- _REQUIRED WORK_
Every entry should be copied exactly, with nothing added or dropped.

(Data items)
[Start of Attachment]
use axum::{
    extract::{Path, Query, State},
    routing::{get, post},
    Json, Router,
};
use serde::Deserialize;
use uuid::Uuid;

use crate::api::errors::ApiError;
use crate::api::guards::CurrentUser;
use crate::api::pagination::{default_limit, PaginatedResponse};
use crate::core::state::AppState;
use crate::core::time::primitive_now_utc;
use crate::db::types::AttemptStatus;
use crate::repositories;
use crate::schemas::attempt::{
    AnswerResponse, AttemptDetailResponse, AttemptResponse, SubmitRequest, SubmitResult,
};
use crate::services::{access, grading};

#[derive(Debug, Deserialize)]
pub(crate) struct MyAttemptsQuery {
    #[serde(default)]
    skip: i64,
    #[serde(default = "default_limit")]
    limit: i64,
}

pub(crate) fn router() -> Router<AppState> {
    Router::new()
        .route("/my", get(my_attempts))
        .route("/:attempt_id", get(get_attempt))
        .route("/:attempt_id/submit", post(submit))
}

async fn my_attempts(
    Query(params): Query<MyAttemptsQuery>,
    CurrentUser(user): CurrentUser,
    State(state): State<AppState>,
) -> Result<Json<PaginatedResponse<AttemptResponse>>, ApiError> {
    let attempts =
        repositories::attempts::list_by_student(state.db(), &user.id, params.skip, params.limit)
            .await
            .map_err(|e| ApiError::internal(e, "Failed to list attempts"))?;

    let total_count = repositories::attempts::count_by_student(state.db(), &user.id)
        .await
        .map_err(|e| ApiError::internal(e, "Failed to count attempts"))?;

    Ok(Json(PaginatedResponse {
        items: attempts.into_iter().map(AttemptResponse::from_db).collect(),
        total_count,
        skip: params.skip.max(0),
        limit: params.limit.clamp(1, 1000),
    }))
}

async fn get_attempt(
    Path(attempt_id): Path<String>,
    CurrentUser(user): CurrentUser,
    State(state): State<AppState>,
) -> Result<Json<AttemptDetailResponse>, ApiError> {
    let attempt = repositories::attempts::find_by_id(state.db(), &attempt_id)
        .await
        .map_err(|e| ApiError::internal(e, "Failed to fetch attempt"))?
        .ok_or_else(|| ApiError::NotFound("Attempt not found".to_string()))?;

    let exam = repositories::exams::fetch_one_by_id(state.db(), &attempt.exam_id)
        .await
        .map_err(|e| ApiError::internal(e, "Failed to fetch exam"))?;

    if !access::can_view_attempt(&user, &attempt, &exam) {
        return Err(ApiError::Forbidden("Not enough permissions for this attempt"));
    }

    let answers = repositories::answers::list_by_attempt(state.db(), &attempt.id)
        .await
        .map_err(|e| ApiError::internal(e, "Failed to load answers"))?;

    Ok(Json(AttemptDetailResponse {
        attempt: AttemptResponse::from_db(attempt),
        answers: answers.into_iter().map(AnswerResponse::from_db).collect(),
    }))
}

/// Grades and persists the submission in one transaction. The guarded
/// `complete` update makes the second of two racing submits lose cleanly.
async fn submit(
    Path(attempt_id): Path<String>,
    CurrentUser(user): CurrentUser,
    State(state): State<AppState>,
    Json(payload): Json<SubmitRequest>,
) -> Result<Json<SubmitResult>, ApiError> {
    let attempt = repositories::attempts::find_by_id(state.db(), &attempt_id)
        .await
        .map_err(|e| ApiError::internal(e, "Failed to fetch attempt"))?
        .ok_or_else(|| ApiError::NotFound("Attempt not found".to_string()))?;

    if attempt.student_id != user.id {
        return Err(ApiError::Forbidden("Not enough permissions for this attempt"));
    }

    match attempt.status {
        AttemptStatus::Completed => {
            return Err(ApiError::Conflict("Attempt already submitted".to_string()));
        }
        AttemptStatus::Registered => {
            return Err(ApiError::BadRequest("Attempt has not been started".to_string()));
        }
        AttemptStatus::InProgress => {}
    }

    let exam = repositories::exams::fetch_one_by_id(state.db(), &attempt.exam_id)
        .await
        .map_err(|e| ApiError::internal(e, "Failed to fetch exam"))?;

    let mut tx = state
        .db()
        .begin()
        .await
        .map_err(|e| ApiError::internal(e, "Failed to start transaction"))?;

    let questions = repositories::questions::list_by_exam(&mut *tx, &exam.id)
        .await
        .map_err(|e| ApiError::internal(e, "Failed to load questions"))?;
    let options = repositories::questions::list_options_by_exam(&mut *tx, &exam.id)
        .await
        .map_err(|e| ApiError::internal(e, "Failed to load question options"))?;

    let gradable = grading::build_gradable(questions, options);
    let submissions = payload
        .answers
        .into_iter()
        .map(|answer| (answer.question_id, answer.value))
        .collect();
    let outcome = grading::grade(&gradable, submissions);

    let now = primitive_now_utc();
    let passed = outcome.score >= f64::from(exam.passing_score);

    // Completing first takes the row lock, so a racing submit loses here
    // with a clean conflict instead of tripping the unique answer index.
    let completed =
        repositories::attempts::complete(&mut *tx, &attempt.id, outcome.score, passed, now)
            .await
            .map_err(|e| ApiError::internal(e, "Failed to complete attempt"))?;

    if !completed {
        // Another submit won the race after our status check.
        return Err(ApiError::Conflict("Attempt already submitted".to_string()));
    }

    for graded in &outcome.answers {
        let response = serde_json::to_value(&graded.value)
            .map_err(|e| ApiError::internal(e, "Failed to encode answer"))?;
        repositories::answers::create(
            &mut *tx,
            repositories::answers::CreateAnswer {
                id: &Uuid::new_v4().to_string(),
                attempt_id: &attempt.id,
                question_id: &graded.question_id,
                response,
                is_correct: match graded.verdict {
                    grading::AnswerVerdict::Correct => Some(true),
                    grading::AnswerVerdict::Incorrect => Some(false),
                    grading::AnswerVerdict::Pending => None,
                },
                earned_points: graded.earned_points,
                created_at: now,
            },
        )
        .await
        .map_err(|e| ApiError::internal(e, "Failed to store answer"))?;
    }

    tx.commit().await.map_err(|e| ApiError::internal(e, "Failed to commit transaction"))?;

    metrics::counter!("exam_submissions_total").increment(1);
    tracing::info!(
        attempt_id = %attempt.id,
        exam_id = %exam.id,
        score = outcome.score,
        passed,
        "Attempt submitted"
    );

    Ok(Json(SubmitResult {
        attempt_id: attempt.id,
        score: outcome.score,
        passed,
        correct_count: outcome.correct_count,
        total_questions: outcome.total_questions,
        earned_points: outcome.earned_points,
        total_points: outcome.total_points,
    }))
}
[End of Attachment]
- _ANSWER TO THIS PROBLEM_
use axum::{
    extract::{Path, Query, State},
    routing::{get, post},
    Json, Router,
};
use serde::Deserialize;
use uuid::Uuid;

use crate::api::errors::ApiError;
use crate::api::guards::CurrentUser;
use crate::api::pagination::{default_limit, PaginatedResponse};
use crate::core::state::AppState;
use crate::core::time::primitive_now_utc;
use crate::db::types::AttemptStatus;
use crate::repositories;
use crate::schemas::attempt::{
    AnswerResponse, AttemptDetailResponse, AttemptResponse, SubmitRequest, SubmitResult,
};
use crate::services::{access, grading};

#[derive(Debug, Deserialize)]
pub(crate) struct MyAttemptsQuery {
    #[serde(default)]
    skip: i64,
    #[serde(default = "default_limit")]
    limit: i64,
}

pub(crate) fn router() -> Router<AppState> {
    Router::new()
        .route("/my", get(my_attempts))
        .route("/:attempt_id", get(get_attempt))
        .route("/:attempt_id/submit", post(submit))
}

async fn my_attempts(
    Query(params): Query<MyAttemptsQuery>,
    CurrentUser(user): CurrentUser,
    State(state): State<AppState>,
) -> Result<Json<PaginatedResponse<AttemptResponse>>, ApiError> {
    let attempts =
        repositories::attempts::list_by_student(state.db(), &user.id, params.skip, params.limit)
            .await
            .map_err(|e| ApiError::internal(e, "Failed to list attempts"))?;

    let total_count = repositories::attempts::count_by_student(state.db(), &user.id)
        .await
        .map_err(|e| ApiError::internal(e, "Failed to count attempts"))?;

    Ok(Json(PaginatedResponse {
        items: attempts.into_iter().map(AttemptResponse::from_db).collect(),
        total_count,
        skip: params.skip.max(0),
        limit: params.limit.clamp(1, 1000),
    }))
}

async fn get_attempt(
    Path(attempt_id): Path<String>,
    CurrentUser(user): CurrentUser,
    State(state): State<AppState>,
) -> Result<Json<AttemptDetailResponse>, ApiError> {
    let attempt = repositories::attempts::find_by_id(state.db(), &attempt_id)
        .await
        .map_err(|e| ApiError::internal(e, "Failed to fetch attempt"))?
        .ok_or_else(|| ApiError::NotFound("Attempt not found".to_string()))?;

    let exam = repositories::exams::fetch_one_by_id(state.db(), &attempt.exam_id)
        .await
        .map_err(|e| ApiError::internal(e, "Failed to fetch exam"))?;

    if !access::can_view_attempt(&user, &attempt, &exam) {
        return Err(ApiError::Forbidden("Not enough permissions for this attempt"));
    }

    let answers = repositories::answers::list_by_attempt(state.db(), &attempt.id)
        .await
        .map_err(|e| ApiError::internal(e, "Failed to load answers"))?;

    Ok(Json(AttemptDetailResponse {
        attempt: AttemptResponse::from_db(attempt),
        answers: answers.into_iter().map(AnswerResponse::from_db).collect(),
    }))
}

/// Grades and persists the submission in one transaction. The guarded
/// `complete` update makes the second of two racing submits lose cleanly.
async fn submit(
    Path(attempt_id): Path<String>,
    CurrentUser(user): CurrentUser,
    State(state): State<AppState>,
    Json(payload): Json<SubmitRequest>,
) -> Result<Json<SubmitResult>, ApiError> {
    let attempt = repositories::attempts::find_by_id(state.db(), &attempt_id)
        .await
        .map_err(|e| ApiError::internal(e, "Failed to fetch attempt"))?
        .ok_or_else(|| ApiError::NotFound("Attempt not found".to_string()))?;

    if attempt.student_id != user.id {
        return Err(ApiError::Forbidden("Not enough permissions for this attempt"));
    }

    match attempt.status {
        AttemptStatus::Completed => {
            return Err(ApiError::Conflict("Attempt already submitted".to_string()));
        }
        AttemptStatus::Registered => {
            return Err(ApiError::BadRequest("Attempt has not been started".to_string()));
        }
        AttemptStatus::InProgress => {}
    }

    let exam = repositories::exams::fetch_one_by_id(state.db(), &attempt.exam_id)
        .await
        .map_err(|e| ApiError::internal(e, "Failed to fetch exam"))?;

    let mut tx = state
        .db()
        .begin()
        .await
        .map_err(|e| ApiError::internal(e, "Failed to start transaction"))?;

    let questions = repositories::questions::list_by_exam(&mut *tx, &exam.id)
        .await
        .map_err(|e| ApiError::internal(e, "Failed to load questions"))?;
    let options = repositories::questions::list_options_by_exam(&mut *tx, &exam.id)
        .await
        .map_err(|e| ApiError::internal(e, "Failed to load question options"))?;

    let gradable = grading::build_gradable(questions, options);
    let submissions = payload
        .answers
        .into_iter()
        .map(|answer| (answer.question_id, answer.value))
        .collect();
    let outcome = grading::grade(&gradable, submissions);

    let now = primitive_now_utc();
    let passed = outcome.score >= f64::from(exam.passing_score);

    // Completing first takes the row lock, so a racing submit loses here
    // with a clean conflict instead of tripping the unique answer index.
    let completed =
        repositories::attempts::complete(&mut *tx, &attempt.id, outcome.score, passed, now)
            .await
            .map_err(|e| ApiError::internal(e, "Failed to complete attempt"))?;

    if !completed {
        // Another submit won the race after our status check.
        return Err(ApiError::Conflict("Attempt already submitted".to_string()));
    }

    for graded in &outcome.answers {
        let response = serde_json::to_value(&graded.value)
            .map_err(|e| ApiError::internal(e, "Failed to encode answer"))?;
        repositories::answers::create(
            &mut *tx,
            repositories::answers::CreateAnswer {
                id: &Uuid::new_v4().to_string(),
                attempt_id: &attempt.id,
                question_id: &graded.question_id,
                response,
                is_correct: match graded.verdict {
                    grading::AnswerVerdict::Correct => Some(true),
                    grading::AnswerVerdict::Incorrect => Some(false),
                    grading::AnswerVerdict::Pending => None,
                },
                earned_points: graded.earned_points,
                created_at: now,
            },
        )
        .await
        .map_err(|e| ApiError::internal(e, "Failed to store answer"))?;
    }

    tx.commit().await.map_err(|e| ApiError::internal(e, "Failed to commit transaction"))?;

    metrics::counter!("exam_submissions_total").increment(1);
    tracing::info!(
        attempt_id = %attempt.id,
        exam_id = %exam.id,
        score = outcome.score,
        passed,
        "Attempt submitted"
    );

    Ok(Json(SubmitResult {
        attempt_id: attempt.id,
        score: outcome.score,
        passed,
        correct_count: outcome.correct_count,
        total_questions: outcome.total_questions,
        earned_points: outcome.earned_points,
        total_points: outcome.total_points,
    }))
}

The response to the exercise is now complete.